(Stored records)
//! TFTP server implementation.
//!
//! A read-only TFTP server for handing boot images to PXE ROMs.
//! Implements RFC 1350 (TFTP) with RFC 2347 (options), RFC 2348 (blksize)
//! and RFC 2349 (tsize) support. What a path resolves to is up to the
//! `TransferHandler`.

use std::collections::HashMap;
use std::io::{self, Read};
use std::net::{IpAddr, Ipv4Addr, SocketAddr, UdpSocket};
use std::sync::atomic::{AtomicBool, Ordering};
use std::sync::Arc;
use std::thread;
use std::time::Duration;

use anyhow::{anyhow, bail, Context, Result};
use tracing::{debug, error, info, warn};

/// TFTP opcodes
const OPCODE_RRQ: u16 = 1;
const OPCODE_WRQ: u16 = 2;
const OPCODE_DATA: u16 = 3;
const OPCODE_ACK: u16 = 4;
const OPCODE_ERROR: u16 = 5;
const OPCODE_OACK: u16 = 6;

/// TFTP error codes
const ERROR_FILE_NOT_FOUND: u16 = 1;
const ERROR_ACCESS_VIOLATION: u16 = 2;
const ERROR_ILLEGAL_OPERATION: u16 = 4;

const DEFAULT_BLOCK_SIZE: usize = 512;
/// RFC 2348 bounds
const MIN_BLOCK_SIZE: usize = 8;
const MAX_BLOCK_SIZE: usize = 65464;

const MAX_RETRIES: u32 = 5;
const TRANSFER_TIMEOUT: Duration = Duration::from_secs(5);
const POLL_INTERVAL: Duration = Duration::from_secs(1);

/// Decides what a TFTP read request gets.
pub trait TransferHandler: Send + Sync {
    /// Open `path` for `peer`. Returns the content and its exact length.
    fn open(&self, path: &str, peer: SocketAddr) -> Result<(Box<dyn Read + Send>, u64)>;

    /// Called once per read request with the bytes sent or the failure.
    fn transfer_finished(&self, peer: SocketAddr, path: &str, outcome: &Result<u64>);
}

/// A parsed read request.
#[derive(Debug, Clone, PartialEq, Eq)]
struct ReadRequest {
    filename: String,
    mode: String,
    /// RFC 2347 options, names lowercased
    options: HashMap<String, String>,
}

impl ReadRequest {
    /// Parse the body of an RRQ (everything after the opcode).
    fn parse(body: &[u8]) -> Option<Self> {
        let mut parts = body.split(|&b| b == 0);

        let filename = std::str::from_utf8(parts.next()?).ok()?;
        if filename.is_empty() {
            return None;
        }
        let mode = std::str::from_utf8(parts.next()?).ok()?.to_lowercase();

        let mut options = HashMap::new();
        while let (Some(name), Some(value)) = (parts.next(), parts.next()) {
            if let (Ok(name), Ok(value)) = (std::str::from_utf8(name), std::str::from_utf8(value)) {
                if !name.is_empty() && !value.is_empty() {
                    options.insert(name.to_lowercase(), value.to_string());
                }
            }
        }

        Some(Self {
            filename: filename.strip_prefix('/').unwrap_or(filename).to_string(),
            mode,
            options,
        })
    }

    /// Block size the client asked for, clamped to what RFC 2348 allows.
    fn block_size(&self) -> Option<usize> {
        self.options
            .get("blksize")
            .and_then(|v| v.parse::<usize>().ok())
            .map(|size| size.clamp(MIN_BLOCK_SIZE, MAX_BLOCK_SIZE))
    }

    fn wants_tsize(&self) -> bool {
        self.options.contains_key("tsize")
    }
}

/// TFTP server handing out whatever the handler resolves.
pub struct TftpServer {
    handler: Arc<dyn TransferHandler>,
    bind_addr: SocketAddr,
    running: Arc<AtomicBool>,
}

impl TftpServer {
    pub fn new(handler: Arc<dyn TransferHandler>, bind_addr: SocketAddr) -> Self {
        Self {
            handler,
            bind_addr,
            running: Arc::new(AtomicBool::new(false)),
        }
    }

    /// Get a handle to stop the server.
    pub fn running_flag(&self) -> Arc<AtomicBool> {
        self.running.clone()
    }

    /// Bind the listening socket and mark the server running.
    pub fn bind(&self) -> Result<UdpSocket> {
        let socket = UdpSocket::bind(self.bind_addr)
            .with_context(|| format!("Failed to bind TFTP socket to {}", self.bind_addr))?;
        info!("TFTP server listening on {}", self.bind_addr);

        self.running.store(true, Ordering::SeqCst);
        Ok(socket)
    }

    /// Serve read requests arriving on `socket` until `running` is cleared.
    pub fn serve(&self, socket: UdpSocket) -> Result<()> {
        socket
            .set_read_timeout(Some(POLL_INTERVAL))
            .context("Failed to set socket timeout")?;

        let mut buf = [0u8; 2048];

        while self.running.load(Ordering::SeqCst) {
            let (len, peer) = match socket.recv_from(&mut buf) {
                Ok(received) => received,
                Err(ref e) if is_idle_wakeup(e) => continue,
                Err(e) => {
                    error!("TFTP receive error: {}", e);
                    continue;
                }
            };

            if len < 4 {
                continue;
            }

            match u16::from_be_bytes([buf[0], buf[1]]) {
                OPCODE_RRQ => match ReadRequest::parse(&buf[2..len]) {
                    Some(request) => self.spawn_transfer(request, peer),
                    None => debug!("Malformed read request from {}", peer),
                },
                OPCODE_WRQ => {
                    warn!("Write request from {} denied (read-only server)", peer);
                    send_error(&socket, peer, ERROR_ACCESS_VIOLATION, "Write not supported");
                }
                opcode => debug!("Unexpected opcode {} from {}", opcode, peer),
            }
        }

        info!("TFTP server stopped");
        Ok(())
    }

    fn spawn_transfer(&self, request: ReadRequest, peer: SocketAddr) {
        let handler = self.handler.clone();

        thread::spawn(move || {
            debug!("{} requesting {:?}", peer, request.filename);
            let outcome = transfer(handler.as_ref(), &request, peer);
            match &outcome {
                Ok(bytes) => info!("TFTP: Sent {:?} to {} ({} bytes)", request.filename, peer, bytes),
                Err(e) => warn!("TFTP: Send of {:?} to {} failed: {:#}", request.filename, peer, e),
            }
            handler.transfer_finished(peer, &request.filename, &outcome);
        });
    }
}

/// Run one transfer from a fresh ephemeral socket. Returns bytes sent.
fn transfer(handler: &dyn TransferHandler, request: &ReadRequest, peer: SocketAddr) -> Result<u64> {
    let socket = UdpSocket::bind((local_ip_for(peer), 0)).context("Failed to bind transfer socket")?;
    socket.set_read_timeout(Some(TRANSFER_TIMEOUT))?;
    socket.set_write_timeout(Some(TRANSFER_TIMEOUT))?;

    if request.mode != "octet" {
        send_error(&socket, peer, ERROR_ILLEGAL_OPERATION, "Only octet mode is supported");
        bail!("unsupported transfer mode {:?}", request.mode);
    }

    let (mut reader, size) = match handler.open(&request.filename, peer) {
        Ok(opened) => opened,
        Err(e) => {
            send_error(&socket, peer, ERROR_FILE_NOT_FOUND, &e.to_string());
            return Err(e);
        }
    };

    let block_size = request.block_size().unwrap_or(DEFAULT_BLOCK_SIZE);
    let tsize = request.wants_tsize().then_some(size);

    if request.block_size().is_some() || tsize.is_some() {
        let oack = oack_packet(request.block_size(), tsize);
        send_and_wait(&socket, peer, &oack, 0)?;
    }

    let mut block_num: u16 = 1;
    let mut buf = vec![0u8; block_size];
    let mut total_sent = 0u64;

    loop {
        let bytes_read = read_block(reader.as_mut(), &mut buf)?;
        let packet = data_packet(block_num, &buf[..bytes_read]);
        send_and_wait(&socket, peer, &packet, block_num)?;

        total_sent += bytes_read as u64;
        if bytes_read < block_size {
            return Ok(total_sent);
        }
        block_num = block_num.wrapping_add(1);
    }
}

/// Send `packet` and wait for the ACK of `block`, resending on timeout.
fn send_and_wait(socket: &UdpSocket, peer: SocketAddr, packet: &[u8], block: u16) -> Result<()> {
    let mut retries = 0;
    let mut ack = [0u8; 516];

    socket.send_to(packet, peer)?;
    loop {
        match socket.recv_from(&mut ack) {
            Ok((len, from)) if from == peer && len >= 4 => {
                let opcode = u16::from_be_bytes([ack[0], ack[1]]);
                let acked = u16::from_be_bytes([ack[2], ack[3]]);
                if opcode == OPCODE_ACK && acked == block {
                    return Ok(());
                }
                if opcode == OPCODE_ERROR {
                    let message = String::from_utf8_lossy(&ack[4..len]);
                    bail!("client sent error {}: {}", acked, message.trim_end_matches('\0'));
                }
                // Duplicate or stale ACK, keep waiting.
            }
            Ok(_) => {}
            Err(ref e) if e.kind() == io::ErrorKind::Interrupted => {}
            Err(ref e) if e.kind() == io::ErrorKind::WouldBlock || e.kind() == io::ErrorKind::TimedOut => {
                retries += 1;
                if retries > MAX_RETRIES {
                    return Err(anyhow!("Transfer timeout after {} retries", MAX_RETRIES));
                }
                debug!("TFTP: Retry {} for block {}", retries, block);
                socket.send_to(packet, peer)?;
            }
            Err(e) => return Err(anyhow!("ACK receive error: {}", e)),
        }
    }
}

/// A receive that returned without data: the poll interval elapsed or a
/// signal (such as Ctrl-C) interrupted the read.
fn is_idle_wakeup(e: &io::Error) -> bool {
    matches!(
        e.kind(),
        io::ErrorKind::WouldBlock | io::ErrorKind::TimedOut | io::ErrorKind::Interrupted
    )
}

/// Fill `buf` as far as the reader allows. Short only at end of data.
fn read_block(reader: &mut dyn Read, buf: &mut [u8]) -> io::Result<usize> {
    let mut filled = 0;
    while filled < buf.len() {
        match reader.read(&mut buf[filled..]) {
            Ok(0) => break,
            Ok(n) => filled += n,
            Err(ref e) if e.kind() == io::ErrorKind::Interrupted => {}
            Err(e) => return Err(e),
        }
    }
    Ok(filled)
}

/// Reply from the address the client talked to when it is loopback, so
/// local clients can match the transfer source.
fn local_ip_for(peer: SocketAddr) -> IpAddr {
    if peer.ip().is_loopback() {
        peer.ip()
    } else {
        Ipv4Addr::UNSPECIFIED.into()
    }
}

fn oack_packet(block_size: Option<usize>, tsize: Option<u64>) -> Vec<u8> {
    let mut oack = OPCODE_OACK.to_be_bytes().to_vec();
    if let Some(size) = block_size {
        oack.extend_from_slice(b"blksize\0");
        oack.extend_from_slice(size.to_string().as_bytes());
        oack.push(0);
    }
    if let Some(size) = tsize {
        oack.extend_from_slice(b"tsize\0");
        oack.extend_from_slice(size.to_string().as_bytes());
        oack.push(0);
    }
    oack
}

fn data_packet(block: u16, data: &[u8]) -> Vec<u8> {
    let mut packet = Vec::with_capacity(4 + data.len());
    packet.extend_from_slice(&OPCODE_DATA.to_be_bytes());
    packet.extend_from_slice(&block.to_be_bytes());
    packet.extend_from_slice(data);
    packet
}

fn send_error(socket: &UdpSocket, addr: SocketAddr, code: u16, message: &str) {
    let mut packet = Vec::with_capacity(5 + message.len());
    packet.extend_from_slice(&OPCODE_ERROR.to_be_bytes());
    packet.extend_from_slice(&code.to_be_bytes());
    packet.extend_from_slice(message.as_bytes());
    packet.push(0);

    let _ = socket.send_to(&packet, addr);
}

Your instructions
Your reply is to repeat, unchanged, the lines above running from the one with "Ok(n) => filled" up to and including the one with "if let Some(size) = tsize".

Output below
            Ok(n) => filled += n,
            Err(ref e) if e.kind() == io::ErrorKind::Interrupted => {}
            Err(e) => return Err(e),
        }
    }
    Ok(filled)
}

/// Reply from the address the client talked to when it is loopback, so
/// local clients can match the transfer source.
fn local_ip_for(peer: SocketAddr) -> IpAddr {
    if peer.ip().is_loopback() {
        peer.ip()
    } else {
        Ipv4Addr::UNSPECIFIED.into()
    }
}

fn oack_packet(block_size: Option<usize>, tsize: Option<u64>) -> Vec<u8> {
    let mut oack = OPCODE_OACK.to_be_bytes().to_vec();
    if let Some(size) = block_size {
        oack.extend_from_slice(b"blksize\0");
        oack.extend_from_slice(size.to_string().as_bytes());
        oack.push(0);
    }
    if let Some(size) = tsize {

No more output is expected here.